La part de la didactique dans les sciences de l’éducation ainsi que son rapport avec la pédagogie sont analysés. Si le didacticien est redevable à l’épistémologue, il ne l’est pas exclusivement et doit concéder un peu de terrain à la pédagogie. Ce n’est pas simple dans les faits au sujet des questions d’appartenance : les didacticiens chercheraient à « s’extraire de la grande maison des sciences de l’éducation » pour reprendre la formule d’Alain Jaillet. Mais le fait est aussi que l’appartenance aux sciences de l’éducation peut laisser une certaine marge de manœuvre (théorique, méthodologique…) par rapport à d’autres disciplines de référence. La pédagogie apporte également une réponse aux problématiques actuelles de gestion de classe et d’évitement de la violence alors qu’il y a une vingtaine d’année, les questionnements des enseignants débutants étaient encore centrés sur les contenus et les apprentissages disciplinaires.

L’ouvrage insiste aussi sur la responsabilité des chercheurs en sciences de l’éducation à « jouer le jeu » de cette appartenance institutionnelle en citant, dans leurs travaux, les travaux d’auteurs précisément issus de la section 70 pour lui donner encore davantage de légitimité mais également à investir le terrain de l’articulation des recherches en éducation (des neurosciences à la sociologie) pour justement mettre en lumière la part des sciences de l’éducation dans cet ensemble.
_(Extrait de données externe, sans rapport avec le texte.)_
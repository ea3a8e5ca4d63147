use serde::{Deserialize, Serialize};

use crate::builder::error::BuilderError;
use crate::builder::form_builder::FormBuilder;
use crate::elements::conditional::ConditionalLink;
use crate::elements::describedby::DescriptionSet;
use crate::elements::hint::compose_hint_with_class;
use crate::elements::label::{LabelOptions, compose_label_with_class};
use crate::identity::descriptor::{AttributeDescriptor, derive};
use crate::markup::constants::{
    CHECKBOX_INPUT_CLASS, CHECKBOXES_CLASS, CHECKBOXES_MODULE, CONTROLS_ATTRIBUTE,
    DESCRIBEDBY_ATTRIBUTE, RADIO_INPUT_CLASS, RADIOS_CLASS, RADIOS_MODULE, UNCHECKED_VALUE,
};
use crate::markup::tag::Tag;

/// Which family of choice control is being rendered.
#[derive(Debug, Clone, Copy, PartialEq, Eq, Hash)]
pub enum ChoiceKind {
    CheckBox,
    Radio,
}

impl ChoiceKind {
    /// Class of the wrapping container.
    pub fn container_class(self) -> &'static str {
        match self {
            ChoiceKind::CheckBox => CHECKBOXES_CLASS,
            ChoiceKind::Radio => RADIOS_CLASS,
        }
    }

    /// `data-module` of the wrapping container.
    pub fn data_module(self) -> &'static str {
        match self {
            ChoiceKind::CheckBox => CHECKBOXES_MODULE,
            ChoiceKind::Radio => RADIOS_MODULE,
        }
    }

    pub fn input_type(self) -> &'static str {
        match self {
            ChoiceKind::CheckBox => "checkbox",
            ChoiceKind::Radio => "radio",
        }
    }

    pub fn item_class(self) -> String {
        self.element_class("item")
    }

    pub fn input_class(self) -> &'static str {
        match self {
            ChoiceKind::CheckBox => CHECKBOX_INPUT_CLASS,
            ChoiceKind::Radio => RADIO_INPUT_CLASS,
        }
    }

    pub fn label_class(self) -> String {
        self.element_class("label")
    }

    pub fn hint_class(self) -> String {
        self.element_class("hint")
    }

    pub fn conditional_class(self) -> String {
        self.element_class("conditional")
    }

    pub fn conditional_hidden_class(self) -> String {
        self.element_class("conditional--hidden")
    }

    fn element_class(self, element: &str) -> String {
        format!("{}__{}", self.container_class(), element)
    }
}

/// Options for a single check box or radio button.
#[derive(Debug, Clone, Default, PartialEq, Eq, Serialize, Deserialize)]
pub struct ChoiceOptions {
    #[serde(default)]
    pub label: LabelOptions,

    #[serde(default, skip_serializing_if = "Option::is_none")]
    pub hint: Option<String>,

    /// Extra ids appended to the input's `aria-describedby`
    #[serde(default, skip_serializing_if = "Vec::is_empty")]
    pub aria_describedby: Vec<String>,
}

impl ChoiceOptions {
    pub fn with_label(mut self, label: LabelOptions) -> Self {
        self.label = label;
        self
    }

    pub fn with_hint(mut self, hint: &str) -> Self {
        self.hint = Some(hint.to_string());
        self
    }

    pub fn with_describedby(mut self, id: &str) -> Self {
        self.aria_describedby.push(id.to_string());
        self
    }
}

/// One entry of a collection: the submitted value, its label and an optional hint.
#[derive(Debug, Clone, PartialEq, Eq, Serialize, Deserialize)]
pub struct ChoiceOption {
    pub value: String,

    #[serde(default, skip_serializing_if = "Option::is_none")]
    pub text: Option<String>,

    #[serde(default, skip_serializing_if = "Option::is_none")]
    pub hint: Option<String>,
}

impl ChoiceOption {
    pub fn new(value: &str, text: &str) -> Self {
        Self {
            value: value.to_string(),
            text: Some(text.to_string()),
            hint: None,
        }
    }

    pub fn with_hint(mut self, hint: Option<&str>) -> Self {
        self.hint = hint.map(str::to_string);
        self
    }
}

/// Everything needed to render one item.
pub(crate) struct ChoiceItem<'a> {
    pub kind: ChoiceKind,
    pub descriptor: AttributeDescriptor,
    pub options: &'a ChoiceOptions,
    pub checked: bool,
    pub include_hidden: bool,
    pub content: Option<&'a str>,
}

impl ChoiceItem<'_> {
    pub fn render(&self) -> Result<String, BuilderError> {
        let identity = derive(&self.descriptor);
        let name = match self.kind {
            ChoiceKind::CheckBox => identity.name.clone(),
            ChoiceKind::Radio => self.descriptor.attribute_only().field_name(),
        };

        let label_class = self.kind.label_class();
        let label = compose_label_with_class(
            &self.descriptor,
            &self.options.label,
            Some(label_class.as_str()),
        )?;

        let hint_class = self.kind.hint_class();
        let hint = compose_hint_with_class(
            &self.descriptor,
            self.options.hint.as_deref(),
            Some(hint_class.as_str()),
        );

        let describedby = DescriptionSet::new()
            .with_hint(hint.as_ref())
            .with_extras(&self.options.aria_describedby)
            .aggregate();

        let link = ConditionalLink::new(&self.descriptor, self.content);

        let value = self.descriptor.value.as_deref().unwrap_or_default();
        let input = Tag::void("input")
            .classes([self.kind.input_class()])
            .attr("id", identity.id.as_str())
            .attr("name", name.as_str())
            .attr("type", self.kind.input_type())
            .attr("value", value)
            .flag("checked", self.checked)
            .attr_opt(DESCRIBEDBY_ATTRIBUTE, describedby)
            .attr_opt(CONTROLS_ATTRIBUTE, link.controls())
            .render();

        let mut item = Tag::new("div").classes([self.kind.item_class().as_str()]);
        if self.include_hidden && self.kind == ChoiceKind::CheckBox {
            item = item.html(&hidden_input(&name, UNCHECKED_VALUE));
        }
        item = item.html(&input);
        if let Some(label) = &label {
            item = item.html(&label.markup);
        }
        if let Some(hint) = &hint {
            item = item.html(&hint.markup);
        }

        let mut out = item.render();
        if let Some(container) = link.render_container(self.kind) {
            out.push_str(&container);
        }

        Ok(out)
    }
}

pub(crate) fn hidden_input(name: &str, value: &str) -> String {
    Tag::void("input")
        .attr("name", name)
        .attr("type", "hidden")
        .attr("value", value)
        .render()
}

impl FormBuilder {
    /// A single check box, preceded by the hidden unchecked field. Non-empty
    /// `content` is revealed conditionally when the box is ticked.
    pub fn govuk_check_box(
        &self,
        attribute: &str,
        value: &str,
        options: &ChoiceOptions,
        content: Option<&str>,
    ) -> Result<String, BuilderError> {
        self.choice_item(ChoiceKind::CheckBox, attribute, value, options, content)
    }

    /// A single radio button. Non-empty `content` is revealed conditionally.
    pub fn govuk_radio_button(
        &self,
        attribute: &str,
        value: &str,
        options: &ChoiceOptions,
        content: Option<&str>,
    ) -> Result<String, BuilderError> {
        self.choice_item(ChoiceKind::Radio, attribute, value, options, content)
    }

    fn choice_item(
        &self,
        kind: ChoiceKind,
        attribute: &str,
        value: &str,
        options: &ChoiceOptions,
        content: Option<&str>,
    ) -> Result<String, BuilderError> {
        tracing::debug!(object = %self.object_name(), attribute, value, ?kind, "rendering choice item");

        ChoiceItem {
            kind,
            descriptor: self.descriptor(attribute).with_value(value),
            options,
            checked: self.is_selected(attribute, value),
            include_hidden: true,
            content,
        }
        .render()
    }
}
Tout cela dans un contexte où les commanditaires des recherches veulent des résultats concrets et immédiats : plusieurs des chapitres évoquent la pression instrumentalisée, l’utilitarisme, les « bonnes pratiques », « l’évaluationnite » chiffrée…autant de dérives pouvant nuire à l’image des sciences de l’éducation, à la façon dont les recherches sont menées et à des décisions politiques hasardeuses. Mais au-delà de ces tendances récentes, il apparaît urgent de (re)connecter le champ d’étude avec la « mission professionnelle » de former des enseignants. C’est ce qu’évoque en conclusion, avec un regard distancié outre Atlantique, Claude Lessard, en se demandant « s’il est possible de tenir un projet de connaissance pluridisciplinaire sans le principe intégrateur de la profession (comme c’est le cas en médecine, en génie ou en gestion) ? ».

Quand à la géographie, elle n’est pas spécialement prise en exemple dans le cadre des didactiques disciplinaires : on lira que, dans le cadre des thématiques de recherche en émergence dans les sciences de l’éducation, les « territoires en éducation » forment « un champ de recherche à part entière avec communauté associée » (p 180). Si l’ouvrage offre trois encarts sur des disciplines contributives (histoire, philosophie, économie de l’éducation), peut-on alors imaginer, lors d’une réédition ultérieure, l’arrivée d’une « approche géographique de l’éducation » dans un ouvrage de référence comme celui-ci ?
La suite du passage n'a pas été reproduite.